Disagreement is expected and healthy. Bring the conversation to a retro or a design review. The framework is meant to be adapted to your context, not enforced uniformly. The non-negotiables are small: human ownership of shipped code, human-led reasoning for high-risk categories, and protection of early-career learning.
What if my manager pushes for output that the framework slows down?
The framework is not a brake on output. It is a guard against the kind of speed that produces debt. If you genuinely feel pressure to ship things you do not understand, that is a leadership conversation worth having directly — and the framework gives you the language for it.
About risk and quality
What about AI hallucinations?
Treat all AI output as a draft. Validate the logic, the assumptions, and the edge cases. Be especially sceptical when the output is confident and detailed — that is when hallucinations are easiest to miss. Anything stateful, security-sensitive, or hard to reverse warrants extra scrutiny.
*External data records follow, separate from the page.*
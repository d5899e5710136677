//! Error types for media operations.

use std::path::PathBuf;
use thiserror::Error;

/// Result type for media operations.
pub type MediaResult<T> = Result<T, MediaError>;

/// Errors that can occur during detection and encoding.
#[derive(Debug, Error)]
pub enum MediaError {
    #[error("FFmpeg not found in PATH")]
    FfmpegNotFound,

    #[error("FFprobe not found in PATH")]
    FfprobeNotFound,

    #[error("gifski not found in PATH")]
    GifskiNotFound,

    #[error("Unreadable media source {path}: {detail}")]
    UnreadableMedia { path: PathBuf, detail: String },

    #[error("FFmpeg command failed: {message}")]
    FfmpegFailed {
        message: String,
        stderr: Option<String>,
        exit_code: Option<i32>,
    },

    #[error("Invalid video file: {0}")]
    InvalidVideo(String),

    #[error("Unsupported format: {0}")]
    UnsupportedFormat(String),

    #[error("Video duration {duration:.1}s exceeds the {max:.0}s limit")]
    DurationExceeded { duration: f64, max: f64 },

    #[error("File not found: {0}")]
    FileNotFound(PathBuf),

    #[error("Operation cancelled")]
    Cancelled,

    #[error("Operation timed out after {0} seconds")]
    Timeout(u64),

    #[error("IO error: {0}")]
    Io(#[from] std::io::Error),

    #[error("JSON parse error: {0}")]
    JsonParse(#[from] serde_json::Error),

    #[error("Internal error: {0}")]
    Internal(String),
}

impl MediaError {
    /// Create an unreadable-media error.
    pub fn unreadable(path: impl Into<PathBuf>, detail: impl Into<String>) -> Self {
        Self::UnreadableMedia {
            path: path.into(),
            detail: detail.into(),
        }
    }

    /// Create an FFmpeg failure error.
    pub fn ffmpeg_failed(
        message: impl Into<String>,
        stderr: Option<String>,
        exit_code: Option<i32>,
    ) -> Self {
        Self::FfmpegFailed {
            message: message.into(),
            stderr,
            exit_code,
        }
    }

    /// Create an internal invariant-violation error.
    pub fn internal(message: impl Into<String>) -> Self {
        Self::Internal(message.into())
    }
}
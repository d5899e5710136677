//! Step document worker.
//!
//! This crate provides:
//! - Transcript parsing and instructional classification
//! - The job processing pipeline (detect, encode, assemble)
//! - An in-process job runner with cancellation and graceful shutdown
//! - HTML step-document assembly

pub mod config;
pub mod document;
pub mod error;
pub mod logging;
pub mod processor;
pub mod runner;
pub mod transcript;

pub use config::WorkerConfig;
pub use document::{DocumentSink, HtmlDocumentSink, RenderedStep};
pub use error::{WorkerError, WorkerResult};
pub use logging::{init_tracing, JobLogger};
pub use processor::{
    encode_steps, process_job, JobOutcome, JobRequest, MediaDetector, ProcessingContext,
    StepDetector,
};
pub use runner::JobRunner;
pub use transcript::{default_classifier, instructional_lines, parse_transcript};
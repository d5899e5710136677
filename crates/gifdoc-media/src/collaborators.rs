//! External collaborator seams.
//!
//! OCR, visual embeddings, and clip encoding are injected behind
//! object-safe traits. Every collaborator is optional: detection
//! degrades to its signal-free paths when one is absent, and
//! collaborator failures are soft by contract.

use std::path::Path;
use std::sync::Arc;

use async_trait::async_trait;

use gifdoc_models::ClipWindow;

use crate::error::MediaResult;
use crate::sampler::FrameSample;

/// Lower edge of the preferred encoded-artifact size, in bytes.
pub const TARGET_ARTIFACT_MIN_BYTES: usize = 100_000;

/// Upper edge of the preferred encoded-artifact size, in bytes.
pub const TARGET_ARTIFACT_MAX_BYTES: usize = 300_000;

/// On-screen text detection.
///
/// Infallible by contract: an engine that cannot read a frame returns
/// `None` rather than an error.
#[async_trait]
pub trait OcrEngine: Send + Sync {
    async fn detect_text(&self, frame: &FrameSample) -> Option<String>;
}

/// OCR engine that never detects anything. Stands in when no real
/// engine is configured.
#[derive(Debug, Default, Clone, Copy)]
pub struct NoopOcr;

#[async_trait]
impl OcrEngine for NoopOcr {
    async fn detect_text(&self, _frame: &FrameSample) -> Option<String> {
        None
    }
}

/// Text and clip embedding for the aligner's similarity term.
#[async_trait]
pub trait EmbeddingProvider: Send + Sync {
    /// Embed a transcript line's text.
    async fn embed_text(&self, text: &str) -> MediaResult<Vec<f32>>;

    /// Embed the visual content of a clip's sampled frames.
    async fn embed_frames(&self, frames: &[FrameSample]) -> MediaResult<Vec<f32>>;
}

/// Cosine similarity between two embedding vectors, 0.0 for empty or
/// mismatched inputs.
pub fn cosine_similarity(a: &[f32], b: &[f32]) -> f64 {
    if a.is_empty() || a.len() != b.len() {
        return 0.0;
    }
    let mut dot = 0.0_f64;
    let mut norm_a = 0.0_f64;
    let mut norm_b = 0.0_f64;
    for (&x, &y) in a.iter().zip(b.iter()) {
        dot += x as f64 * y as f64;
        norm_a += x as f64 * x as f64;
        norm_b += y as f64 * y as f64;
    }
    let denom = norm_a.sqrt() * norm_b.sqrt();
    if denom > 0.0 {
        dot / denom
    } else {
        0.0
    }
}

/// Settings for encoding one clip window to a looping artifact.
#[derive(Debug, Clone, PartialEq)]
pub struct EncodeSettings {
    /// Output frame rate
    pub fps: u32,
    /// Output width in pixels; source width when `None`
    pub width: Option<u32>,
    /// Encoder quality, 1-100
    pub quality: u8,
}

impl Default for EncodeSettings {
    fn default() -> Self {
        Self {
            fps: 15,
            width: None,
            quality: 80,
        }
    }
}

/// Renders a selected clip window to encoded bytes.
#[async_trait]
pub trait ClipEncoder: Send + Sync {
    async fn encode(
        &self,
        video: &Path,
        window: &ClipWindow,
        settings: &EncodeSettings,
    ) -> MediaResult<Vec<u8>>;
}

/// The set of injected collaborators for one detection run.
#[derive(Default, Clone)]
pub struct Collaborators {
    pub ocr: Option<Arc<dyn OcrEngine>>,
    pub embedder: Option<Arc<dyn EmbeddingProvider>>,
    pub encoder: Option<Arc<dyn ClipEncoder>>,
}

impl Collaborators {
    pub fn new() -> Self {
        Self::default()
    }

    pub fn with_ocr(mut self, ocr: Arc<dyn OcrEngine>) -> Self {
        self.ocr = Some(ocr);
        self
    }

    pub fn with_embedder(mut self, embedder: Arc<dyn EmbeddingProvider>) -> Self {
        self.embedder = Some(embedder);
        self
    }

    pub fn with_encoder(mut self, encoder: Arc<dyn ClipEncoder>) -> Self {
        self.encoder = Some(encoder);
        self
    }
}

impl std::fmt::Debug for Collaborators {
    fn fmt(&self, f: &mut std::fmt::Formatter<'_>) -> std::fmt::Result {
        f.debug_struct("Collaborators")
            .field("ocr", &self.ocr.is_some())
            .field("embedder", &self.embedder.is_some())
            .field("encoder", &self.encoder.is_some())
            .finish()
    }
}
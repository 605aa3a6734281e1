//! Serial link transport
//!
//! Provides low-level serial port access for the OI byte stream.

use serialport::SerialPort;
use std::io::{self, Read, Write};
use std::time::Duration;

use crate::error::{DriverError, Result};
use crate::READ_POLL_TIMEOUT;

/// Abstraction over the physical byte-stream channel.
///
/// Reads and writes on independent clones may run concurrently; the reader
/// thread reads on its own clone while the caller's thread writes commands.
pub trait SerialLink: Read + Write + Send {
    /// Set the timeout for blocking reads
    fn set_timeout(&mut self, timeout: Duration) -> io::Result<()>;

    /// Discard any pending input and output
    fn clear_buffers(&mut self) -> io::Result<()>;

    /// Clone the channel for use from another thread
    fn try_clone(&self) -> io::Result<Box<dyn SerialLink>>;
}

/// Serial port wrapper implementing [`SerialLink`]
pub struct SerialPortLink {
    port: Box<dyn SerialPort>,
}

impl SerialPortLink {
    /// Wrap an already-open serial port
    pub fn new(port: Box<dyn SerialPort>) -> Self {
        Self { port }
    }
}

impl Read for SerialPortLink {
    fn read(&mut self, buf: &mut [u8]) -> io::Result<usize> {
        self.port.read(buf)
    }
}

impl Write for SerialPortLink {
    fn write(&mut self, buf: &[u8]) -> io::Result<usize> {
        self.port.write(buf)
    }

    fn flush(&mut self) -> io::Result<()> {
        self.port.flush()
    }
}

impl SerialLink for SerialPortLink {
    fn set_timeout(&mut self, timeout: Duration) -> io::Result<()> {
        self.port
            .set_timeout(timeout)
            .map_err(|e| io::Error::new(io::ErrorKind::Other, e))
    }

    fn clear_buffers(&mut self) -> io::Result<()> {
        self.port
            .clear(serialport::ClearBuffer::All)
            .map_err(|e| io::Error::new(io::ErrorKind::Other, e))
    }

    fn try_clone(&self) -> io::Result<Box<dyn SerialLink>> {
        let port_clone = self
            .port
            .try_clone()
            .map_err(|e| io::Error::new(io::ErrorKind::Other, e))?;
        Ok(Box::new(SerialPortLink::new(port_clone)))
    }
}

/// Open and configure a serial port for the OI protocol.
///
/// The OI is 8 data bits, no parity, one stop bit, no flow control. The
/// short read timeout keeps the reader thread responsive to `stop`.
pub fn open_link(name: &str, baud: u32) -> Result<Box<dyn SerialLink>> {
    let mut port = serialport::new(name, baud)
        .timeout(READ_POLL_TIMEOUT)
        .open()
        .map_err(|e| DriverError::ConnectionFailed(e.to_string()))?;

    configure_port(port.as_mut())?;

    Ok(Box::new(SerialPortLink::new(port)))
}

/// Apply the 8N1 line configuration the robot expects
fn configure_port(port: &mut dyn SerialPort) -> Result<()> {
    port.set_data_bits(serialport::DataBits::Eight)
        .map_err(|e| DriverError::SerialError(e.to_string()))?;
    port.set_parity(serialport::Parity::None)
        .map_err(|e| DriverError::SerialError(e.to_string()))?;
    port.set_stop_bits(serialport::StopBits::One)
        .map_err(|e| DriverError::SerialError(e.to_string()))?;
    port.set_flow_control(serialport::FlowControl::None)
        .map_err(|e| DriverError::SerialError(e.to_string()))?;
    Ok(())
}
Is it safe to let AI generate database migrations or infrastructure changes?
Generate, yes. Apply without careful review, no. These are high-risk, often irreversible operations and they belong in the human-led category. Use AI to draft and explain. Use a human to decide and approve.
What about AI-generated tests?
Useful for coverage and for catching obvious cases. Not a substitute for thinking about what should be tested. Decide what the important behaviours and edge cases are before you ask AI to generate tests — and always read what comes back. A test that passes for the wrong reason is worse than no test.
What if I catch AI making a mistake?
Celebrate it. Share it with the team. Spotting an AI mistake is a high-value engineering skill — it means you understood the system well enough to know when something was subtly wrong. That is exactly the kind of judgement we want to grow.
About culture
Is asking for help a sign of weakness?
No. It is a sign of professional maturity. The framework explicitly expects juniors to ask questions freely and bring problems before they become blockers. Senior engineers are expected to make time for it. If your environment punishes asking for help, that is the environment that needs to change, not your behaviour.
What if a senior on my team is not following the framework?
Raise it — first directly with them, kindly, if you feel able. If not, raise it through your manager or in a retro. The framework only works if it applies to everyone. Seniors who model the wrong behaviours undermine it faster than anyone else.
Will using AI count against me?
No. Using AI is expected. Using it without understanding what you ship is what counts against you. Those are very different things.
Will not using AI count against me?
Not directly. But over time, refusing to develop fluency with these tools is the same kind of choice as refusing to learn version control or testing — it limits your effectiveness as an engineer. The framework asks you to use AI deliberately, not to avoid it.